Mattel now offers more diversity to its young crowd by adding three new body types to the iconic Barbie.
Barbie is now available in petite, curvy and tall versions. Mattel also created new skin tones and hair textures.
The new designs were a product of "Project Dawn," the project created to satisfy customers who were concerned about the impact the unrealistically proportioned dolls made on children. The bran hopes the new versions will ease the concerns to attract a larger, more diverse crowd.
The big concern with the original Barbie is the influence the doll has on children.

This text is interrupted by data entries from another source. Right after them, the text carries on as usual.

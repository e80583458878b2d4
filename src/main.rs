//! mailbox-mirror: replay a captured session and print the mirrored state
//!
//! Loads a JSON capture of server responses, drives a [`MailboxSession`]
//! through them and prints the resulting folder tree and tags. Useful for
//! checking how a recorded notification stream lands in the mirror.

use std::path::PathBuf;

use clap::Parser;
use mailbox_mirror::{MailboxSession, MirrorConfig, ReplayTransport};
use tracing::info;
use tracing_subscriber::EnvFilter;

#[derive(Debug, Parser)]
#[command(name = "mailbox-mirror", version, about)]
struct Args {
    /// JSON array of `{ "body": ..., "context": ... }` responses
    capture: PathBuf,
    /// Own account id (overrides MAILBOX_MIRROR_ACCOUNT_ID)
    #[arg(long)]
    account: Option<String>,
    /// No-op round trips to replay after the initial load
    #[arg(long, default_value_t = 0)]
    noops: usize,
    /// Run without a notification session
    #[arg(long)]
    no_session: bool,
}

/// Application entry point
///
/// # Environment Variables
///
/// See [`MirrorConfig::load_from_env`] for configuration options; `RUST_LOG`
/// controls log output on stderr.
///
/// # Example
///
/// ```no_run
/// RUST_LOG=mailbox_mirror=debug cargo run -- capture.json --noops 3
/// ```
#[tokio::main]
async fn main() -> Result<(), Box<dyn std::error::Error>> {
    dotenvy::dotenv().ok();
    tracing_subscriber::fmt()
        .with_env_filter(EnvFilter::from_default_env())
        .with_writer(std::io::stderr)
        .init();

    let args = Args::parse();
    let mut config = MirrorConfig::load_from_env()?;
    if args.account.is_some() {
        config.account_id = args.account;
    }
    config.no_session |= args.no_session;

    let transport = ReplayTransport::from_file(&args.capture)?;
    info!(replies = transport.remaining(), capture = %args.capture.display(), "capture loaded");
    let session = MailboxSession::new(config, transport);

    session.all_folders().await?;
    for _ in 0..args.noops {
        session.noop().await?;
    }

    for folder in session.all_folders().await? {
        println!(
            "{:<40} id={:<12} unread={:<5} count={}",
            folder.path(),
            folder.id,
            folder.unread,
            folder.count
        );
    }
    let orphans = session.snapshot().orphans();
    if !orphans.is_empty() {
        println!("orphans: {}", orphans.iter().map(|f| f.id.as_str()).collect::<Vec<_>>().join(", "));
    }
    for tag in session.tags().await? {
        println!("tag {:<20} id={:<8} unread={}", tag.name, tag.id, tag.unread);
    }
    println!("size: {} bytes", session.size().await?);
    match session.last_change().await? {
        Some(change) => println!("last change: {} at {}", change.id, change.since.to_rfc3339()),
        None => println!("last change: none"),
    }
    Ok(())
}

"When little girls are playing with Barbie, it's a reinforcement: this is what girls look like, this is what girls do," said Professor of Psychology Elizabeth Boger.
Over the years, many Mattel consumers have criticized the original Barbie doll, claiming it has an impossible body type.
Research has proven that young girls exposed to the original Barbie can suffer from low self-esteem, eventually leading to eating disorders.
Even though the brand often received criticism from consumers, Mattel continued to thrive in the business. In 2013, the company had average net sales of $6.48 billion.
However, in 2014, Barbie took a large hit in sales. Disney released their Frozen dolls, affecting the Barbie business tremendously. The brand took a 21 percent decrease in sales. This dramatic decline gave Mattel even more reason to pursue "Project Dawn."
"I don't think they're really doing it for the girls around the world it'll help their bottom line," said Professor of Sociology Tara Hal.
Ruth Handler, one of the founders of Mattel, designed Barbie after her daughter, Barbara. The doll's first debut was in 1959 at the American Toy Fair in New York City. The original Barbie stands at 11.5 inches which places her at 5-foot-9 when put to scale. She has an ideal bust and small waist accompanied by long legs.
She has blonde hair, blue eyes that are darkly rimmed with eyeliner and ruby red lips.
The doll now has seven skin tones, 22 eye colors and 24 hairstyles along with the four different body types.
It seems the attic is working, and the new Barbie versions are attracting new consumers.
Tina Lemire, mother to a 7-year-old girl, said even though she does not let her own daughter play with Barbie, she thinks the new design could potentially influence young girls in a positive way.
The new versions are currently only available online but all be offered in retail stores later this year.